In-house counsel should not be permitted the remedy of an action for retaliatory discharge. 


Balla (Plaintiff), former in-house counsel for Gambro, Inc. (Defendant), advised Gambro (Defendant) to refuse a shipment of dialyzers from its German affiliate because the dialyzers did not comply with FDA regulations.  The dialyzers were to be used by patients with little or no kidney function.  At first, Gambro’s (Defendant) president informed Gambro Germany (Defendant) that it would not accept the machines, but he later agreed to accept them for sale.  Plaintiff informed the president that he do whatever was necessary to stop the sale of the dialyzers.  After Plaintiff was discharged from employment for Gambro (Defendant), he reported the shipment of the dialyzers to the FDA.  The FDA determined that the dialyzers did not meet FDA requirements and seized them.  Plaintiff then sought damages for retaliatory discharge.  The trial court granted Gambro’s (Defendant) motion for summary judgment.  The appellate court reversed.  Gambro (Defendant) appealed


Should in-house counsel be permitted the remedy of an action for retaliatory discharge? 



(Clark, J.)  No.  In-house counsel should not be permitted the remedy of an action for retaliatory discharge.  Apparently Gambro (Defendant) discharged Valla (Plaintiff) in retaliation for his activities, and such discharge violated a clearly mandated public policy.  However, Plaintiff was not only an employee but also general counsel for Gambro (Defendant).  Under the Rules of Professional Conduct, an attorney shall disclose information regarding a client to the extent it appears necessary to prevent the client from committing an act that would result in death or serious bodily injury.  By seizing the dialyzers, the FDA indicates that their use would cause death or serious bodily injury.  Therefore, Plaintiff was under a mandate to report the sale of the dialyzers.  Unlike other employees who are confronted with the dilemma of whether to file for worker’s compensation and risk being fired or keep their jobs and lose their right to a remedy, Plaintiff did not have a choice regarding the course of action he could follow.  Plus, extending the tort of retaliatory discharge to in-house counsel would have an undesirable chilling effect on the attorney-client relationship between employers and their in-house counsel.  The trial court’s decision is affirmed


(Freeman, J.)  The lawyer’s ethical obligation is an inadequate safeguard for protecting the lives and property of Illinois citizens.  The incentive needed is recognition of a cause of action for retaliatory discharge.  Allowing a corporate employer to discharge its in-house counsel without fear of any sanction give the assistance and protection of the courts to crooks.  The majority overlooks the very real possibility that discharged in-house counsel will be stigmatized within the legal profession.
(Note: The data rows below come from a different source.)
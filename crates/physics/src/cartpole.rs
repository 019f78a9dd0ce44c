//! Articulated ground-cart body
//!
//! The [`Model::GroundCart`](crate::Model::GroundCart) model is a static
//! ground base with two links:
//!
//! - link 0, the cart, on a planar joint. It translates in the ground plane
//!   and never rotates relative to the base.
//! - link 1, the pole, a uniform rod on a spherical joint at the top of the
//!   cart.
//!
//! The pole is driven by gravity, by the inertial pseudo-force of the
//! accelerating cart and by any joint-motor or external torque. The pole's
//! reaction on the cart is neglected; the cart carries the pole's mass.

use glam::{DQuat, DVec3};

use crate::types::{JointMotor, JointState, LinkState, Material};

/// Geometry and mass of the ground-cart model.
#[derive(Clone, Debug, PartialEq)]
pub struct CartPoleConfig {
    /// Cart half-extents (x, y, z)
    pub cart_half_extents: DVec3,
    /// Cart mass in kg
    pub cart_mass: f64,
    /// Pole length in meters
    pub pole_length: f64,
    /// Pole mass in kg
    pub pole_mass: f64,
}

impl Default for CartPoleConfig {
    fn default() -> Self {
        Self {
            cart_half_extents: DVec3::new(0.25, 0.25, 0.1),
            cart_mass: 1.0,
            pole_length: 1.0,
            pole_mass: 0.1,
        }
    }
}

impl CartPoleConfig {
    /// Moment of inertia of the pole about its pivot.
    #[must_use]
    pub fn pole_pivot_inertia(&self) -> f64 {
        self.pole_mass * self.pole_length * self.pole_length / 3.0
    }

    #[must_use]
    pub fn total_mass(&self) -> f64 {
        self.cart_mass + self.pole_mass
    }
}

/// Live state of one ground-cart body.
#[derive(Clone, Debug)]
pub(crate) struct CartPoleBody {
    pub config: CartPoleConfig,
    pub base_position: DVec3,
    pub base_orientation: DQuat,
    /// Planar joint offset of the cart, base frame
    pub cart_offset: DVec3,
    /// Planar joint velocity of the cart, base frame
    pub cart_velocity: DVec3,
    /// Spherical joint orientation of the pole relative to the cart
    pub pole_orientation: DQuat,
    /// Spherical joint angular velocity, cart frame
    pub pole_angular_velocity: DVec3,
    pub cart_motor: Option<JointMotor>,
    pub pole_motor: Option<JointMotor>,
    pub cart_material: Material,
    pub pole_material: Material,
    /// External force on the cart accumulated for the next step, world frame
    pub cart_force: DVec3,
    /// External torque about the pole pivot accumulated for the next step, world frame
    pub pole_torque: DVec3,
}

impl CartPoleBody {
    pub fn new(config: CartPoleConfig) -> Self {
        Self {
            config,
            base_position: DVec3::ZERO,
            base_orientation: DQuat::IDENTITY,
            cart_offset: DVec3::ZERO,
            cart_velocity: DVec3::ZERO,
            pole_orientation: DQuat::IDENTITY,
            pole_angular_velocity: DVec3::ZERO,
            cart_motor: None,
            pole_motor: None,
            cart_material: Material::default(),
            pole_material: Material::default(),
            cart_force: DVec3::ZERO,
            pole_torque: DVec3::ZERO,
        }
    }

    pub fn cart_position(&self) -> DVec3 {
        self.base_position + self.base_orientation * self.cart_offset
    }

    pub fn cart_world_velocity(&self) -> DVec3 {
        self.base_orientation * self.cart_velocity
    }

    /// Add a world-frame velocity change to the cart, keeping it in the plane.
    pub fn add_cart_velocity(&mut self, delta: DVec3) {
        let local = self.base_orientation.inverse() * delta;
        self.cart_velocity += DVec3::new(local.x, local.y, 0.0);
    }

    /// Move the cart by a world-frame offset, keeping it in the plane.
    pub fn translate_cart(&mut self, delta: DVec3) {
        let local = self.base_orientation.inverse() * delta;
        self.cart_offset += DVec3::new(local.x, local.y, 0.0);
    }

    pub fn pivot(&self) -> DVec3 {
        self.cart_position() + self.base_orientation * DVec3::new(0.0, 0.0, self.config.cart_half_extents.z)
    }

    /// World orientation of the pole, normalized for use in dynamics.
    pub fn pole_world_orientation(&self) -> DQuat {
        let q = self.base_orientation * self.pole_orientation;
        if q.length_squared() > 0.0 {
            q.normalize()
        } else {
            DQuat::IDENTITY
        }
    }

    pub fn pole_world_angular_velocity(&self) -> DVec3 {
        self.base_orientation * self.pole_angular_velocity
    }

    /// Vector from the pivot to the pole's center of mass.
    pub fn pole_lever(&self) -> DVec3 {
        self.pole_world_orientation() * DVec3::Z * (self.config.pole_length * 0.5)
    }

    pub fn cart_link(&self) -> LinkState {
        LinkState {
            position: self.cart_position(),
            orientation: self.base_orientation,
            linear_velocity: self.cart_world_velocity(),
            angular_velocity: DVec3::ZERO,
        }
    }

    pub fn pole_link(&self) -> LinkState {
        let lever = self.pole_lever();
        let omega = self.pole_world_angular_velocity();
        LinkState {
            position: self.pivot() + lever,
            orientation: self.pole_world_orientation(),
            linear_velocity: self.cart_world_velocity() + omega.cross(lever),
            angular_velocity: omega,
        }
    }

    pub fn cart_joint(&self) -> JointState {
        JointState::Planar {
            position: self.cart_offset,
            velocity: self.cart_velocity,
        }
    }

    pub fn pole_joint(&self) -> JointState {
        JointState::Spherical {
            orientation: self.pole_orientation,
            angular_velocity: self.pole_angular_velocity,
        }
    }

    /// Generalized force of the planar joint motor, world frame.
    fn cart_motor_force(&self) -> DVec3 {
        let Some(motor) = self.cart_motor else {
            return DVec3::ZERO;
        };
        let JointState::Planar { position, velocity } = motor.target else {
            return DVec3::ZERO;
        };
        let raw = (position - self.cart_offset) * motor.position_gain
            + (velocity - self.cart_velocity) * motor.velocity_gain;
        self.base_orientation * motor.clamp(raw)
    }

    /// Torque of the spherical joint motor, world frame.
    fn pole_motor_torque(&self) -> DVec3 {
        let Some(motor) = self.pole_motor else {
            return DVec3::ZERO;
        };
        let JointState::Spherical {
            orientation,
            angular_velocity,
        } = motor.target
        else {
            return DVec3::ZERO;
        };
        let current = if self.pole_orientation.length_squared() > 0.0 {
            self.pole_orientation.normalize()
        } else {
            DQuat::IDENTITY
        };
        let mut error = orientation * current.inverse();
        if error.w < 0.0 {
            error = -error;
        }
        let raw = error.to_scaled_axis() * motor.position_gain
            + (angular_velocity - self.pole_angular_velocity) * motor.velocity_gain;
        self.base_orientation * motor.clamp(raw)
    }

    /// Advance cart and pole by one tick (semi-implicit Euler).
    pub fn integrate(&mut self, gravity: DVec3, dt: f64) {
        let force = self.cart_force + self.cart_motor_force();
        let local = self.base_orientation.inverse() * force;
        let planar = DVec3::new(local.x, local.y, 0.0);
        let cart_accel_local = planar / self.config.total_mass();

        self.cart_velocity += cart_accel_local * dt;
        self.cart_velocity.z = 0.0;
        self.cart_offset += self.cart_velocity * dt;

        let cart_accel = self.base_orientation * cart_accel_local;
        let lever = self.pole_lever();
        let axis = lever.normalize_or_zero();
        let effective_gravity = (gravity - cart_accel) * self.config.pole_mass;
        let torque = lever.cross(effective_gravity) + self.pole_torque + self.pole_motor_torque();

        // spin about the rod's own axis has no inertia in this model
        let mut alpha = torque / self.config.pole_pivot_inertia();
        alpha -= axis * alpha.dot(axis);

        let omega = self.pole_world_angular_velocity() + alpha * dt;
        self.pole_angular_velocity = self.base_orientation.inverse() * omega;

        if omega != DVec3::ZERO {
            let rotated = (DQuat::from_scaled_axis(omega * dt) * self.pole_world_orientation()).normalize();
            self.pole_orientation = self.base_orientation.inverse() * rotated;
        }
    }

    pub fn clear_forces(&mut self) {
        self.cart_force = DVec3::ZERO;
        self.pole_torque = DVec3::ZERO;
    }
}

#[cfg(test)]
mod tests {
    use super::*;
    use approx::assert_relative_eq;

    const GRAVITY: DVec3 = DVec3::new(0.0, 0.0, -9.8);

    #[test]
    fn upright_pole_at_rest_stays_exactly_upright() {
        let mut body = CartPoleBody::new(CartPoleConfig::default());
        for _ in 0..100 {
            body.integrate(GRAVITY, 0.02);
        }
        assert_eq!(body.pole_orientation, DQuat::IDENTITY);
        assert_eq!(body.cart_offset, DVec3::ZERO);
    }

    #[test]
    fn cart_push_tips_pole_backwards() {
        let mut body = CartPoleBody::new(CartPoleConfig::default());
        body.cart_force = DVec3::new(11.0, 0.0, 0.0);
        body.integrate(GRAVITY, 0.02);

        // a = F / (m_cart + m_pole)
        assert_relative_eq!(body.cart_velocity.x, 0.2, epsilon = 1e-12);
        assert!(body.pole_lever().x < 0.0);
        assert!(body.pole_angular_velocity.y < 0.0);
    }

    #[test]
    fn tilted_pole_falls_further() {
        let mut body = CartPoleBody::new(CartPoleConfig::default());
        body.pole_orientation = DQuat::from_rotation_x(0.05);
        let start = body.pole_lever().y.abs();
        for _ in 0..10 {
            body.integrate(GRAVITY, 0.02);
        }
        assert!(body.pole_lever().y.abs() > start);
    }

    #[test]
    fn stiff_motor_holds_pole_upright() {
        let mut body = CartPoleBody::new(CartPoleConfig::default());
        body.pole_orientation = DQuat::from_rotation_y(0.1);
        body.pole_motor = Some(JointMotor {
            position_gain: 50.0,
            velocity_gain: 5.0,
            max_force: DVec3::splat(100.0),
            ..JointMotor::loose_spherical()
        });
        for _ in 0..200 {
            body.integrate(GRAVITY, 0.005);
        }
        assert!(body.pole_orientation.angle_between(DQuat::IDENTITY) < 0.01);
    }

    #[test]
    fn lateral_velocity_changes_stay_in_plane() {
        let mut body = CartPoleBody::new(CartPoleConfig::default());
        body.add_cart_velocity(DVec3::new(1.0, -2.0, 3.0));
        body.translate_cart(DVec3::new(0.5, 0.5, 0.5));
        assert_eq!(body.cart_velocity, DVec3::new(1.0, -2.0, 0.0));
        assert_eq!(body.cart_offset, DVec3::new(0.5, 0.5, 0.0));
    }
}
In general, a client may discharge his attorney at any time, with or without cause.  This rule applies equally to in-house and outside counsel.  Employers might hesitate to seek advice from their in-house counsel regarding potentially questionable corporate conduct knowing that their in-house counsel could use this information in a retaliatory discharge suit.  The Illinois version of the confidentiality rule imposes a mandatory duty of disclosure instead of the permissive rule of disclosure embodied in the ABA Model Rule 1.